Nevertheless, in TOoL, the "process of dying by auto-dissolution offered the greatest ecstasy known to man....Dissolution, in fact, is a marvelously apt term here, for as you sit relaxed in this comfortable chair (narrator striking its armrests) and start destroying yourself, the first thing you feel is a mounting melting from the feet upward" . Such a description may be fruitfully compared to Lanchester's, on how Wild holds Flora because the " only way he could possess her was in the most [] position of copulation: he reclining on cushions: she sitting in the fauteuil of flesh with her back to him."). The next step leads one to recollect how, on a different key, Humbert Humbert sometimes sat Lolita in a sofa-like lap (not because he was fat like Wild), in order to achieve a particular kind of "dissolution" through orgastic "little deaths."
In that case, Wild's obliterative prospect may become something akin to a sexual ecstasy?
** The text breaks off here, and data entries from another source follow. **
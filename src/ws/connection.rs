#![expect(
    clippy::module_name_repetitions,
    reason = "Connection types expose their domain in the name for clarity"
)]

use std::time::Instant;

use async_trait::async_trait;
use futures::{SinkExt as _, StreamExt as _};
use tokio::net::TcpStream;
use tokio_tungstenite::tungstenite::{self, Message};
use tokio_tungstenite::{MaybeTlsStream, WebSocketStream, connect_async};

use super::error::WsError;
use super::traits::{Connector, Transport, TransportEvent};
use crate::Result;

type WsStream = WebSocketStream<MaybeTlsStream<TcpStream>>;

/// Connection state tracking.
#[non_exhaustive]
#[derive(Debug, Clone, Copy, PartialEq, Eq)]
pub enum ConnectionState {
    /// Not connected
    Disconnected,
    /// Attempting to connect
    Connecting,
    /// Successfully connected
    Connected {
        /// When the connection was established
        since: Instant,
    },
    /// Waiting to reconnect after a failure
    Reconnecting {
        /// Current reconnection attempt number
        attempt: u32,
    },
    /// Torn down by an explicit disconnect or because reconnection gave up.
    /// Terminal.
    Closed,
}

impl ConnectionState {
    /// Check if the connection is currently active.
    #[must_use]
    pub const fn is_connected(self) -> bool {
        matches!(self, Self::Connected { .. })
    }

    /// Check if the client has been torn down.
    #[must_use]
    pub const fn is_closed(self) -> bool {
        matches!(self, Self::Closed)
    }
}

/// Opens WebSocket transports with `tokio-tungstenite`.
#[non_exhaustive]
#[derive(Debug, Clone, Copy, Default)]
pub struct WsConnector;

#[async_trait]
impl Connector for WsConnector {
    type Transport = WsTransport;

    async fn connect(&self, url: &str) -> Result<WsTransport> {
        let (stream, _response) = connect_async(url).await.map_err(WsError::Connection)?;

        Ok(WsTransport { stream })
    }
}

/// A live WebSocket connection carrying text frames.
pub struct WsTransport {
    stream: WsStream,
}

#[async_trait]
impl Transport for WsTransport {
    async fn send(&mut self, text: String) -> Result<()> {
        self.stream
            .send(Message::Text(text.into()))
            .await
            .map_err(WsError::Connection)?;
        Ok(())
    }

    async fn recv(&mut self) -> TransportEvent {
        loop {
            match self.stream.next().await {
                Some(Ok(Message::Text(text))) => {
                    #[cfg(feature = "tracing")]
                    tracing::trace!(%text, "Received WebSocket text message");

                    return TransportEvent::Message(text.to_string());
                }
                Some(Ok(Message::Close(_))) | None => return TransportEvent::Closed,
                Some(Err(e)) if is_fatal(&e) => {
                    #[cfg(feature = "tracing")]
                    tracing::warn!(error = %e, "WebSocket connection lost");
                    #[cfg(not(feature = "tracing"))]
                    let _ = &e;

                    return TransportEvent::Closed;
                }
                Some(Err(e)) => return TransportEvent::Error(WsError::Connection(e).into()),
                Some(Ok(_)) => {
                    // Control frames are answered by tungstenite; binary frames are not part of the protocol.
                }
            }
        }
    }

    async fn close(&mut self) -> Result<()> {
        self.stream
            .close(None)
            .await
            .map_err(WsError::Connection)?;
        Ok(())
    }
}

/// Errors after which the stream can never yield another message.
fn is_fatal(error: &tungstenite::Error) -> bool {
    matches!(
        error,
        tungstenite::Error::ConnectionClosed
            | tungstenite::Error::AlreadyClosed
            | tungstenite::Error::Io(_)
            | tungstenite::Error::Protocol(_)
    )
}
* excerpts: In Michael Maar's "Speak, Nabokov" Nabokov's work is presented as "a forest in which it is easy to lose oneself and see nothing but the trees."[...] and the author tries to reveal "the true Nabokov" hidden "behind the mask of Nabokov's magisterial public persona".For Maar ( in the English version) "from an artistic perspective The Original of Laura is disappointing-all the more so as the hints Dmitri dropped about the new aesthetic summit his father had supposedly reached were so rhapsodic as to make the mouths of Nabokovians water," while in actuality descriptions (such as Wild's dissolution) are "uncharacteristically dreary and colorless... Laura is a far cry from the dark metaphysical cosmos into which Nabokov's great novels draw us. The sad truth is: dying is not fun... All the expansive elaborations on old age in Laura-involving flatulence, constipation, diarrhea, foot odor and prostate tumors-strike a downright grim, masochistic note...Sick and dying, Nabokov ruminates in his literary testament on the book that made him famous. Word has gotten around that a child-woman accompanied him as a theme all his life"...For Nabokov's admirers, the tomb needn't have been opened..."
In "Flashes of Flora," John Lanchester: emphasizes the "thread of loss" that traverses VN's writings. For him the dry tone of academics "make Nabokov's oeuvre seem narrower, more purely intellectual..." and he cites "The Sublime Artist's Studio" (Gavriel Shapiro) and "The Quill and the Scalpel" (Stephen H. Blackwell), to conclude that "these serious, sober, worthwhile books also feel as if they are interring him ever more deeply..." Lanchester follows Wood's distinction between "signature" and "style" and, for him, TOoL "in its finished form would have been full of those flashes of Nabokovian signature" which are so pleasurable to read. Also for him "the emphasis on physical disintegration is something of a new note in Nabokov's work."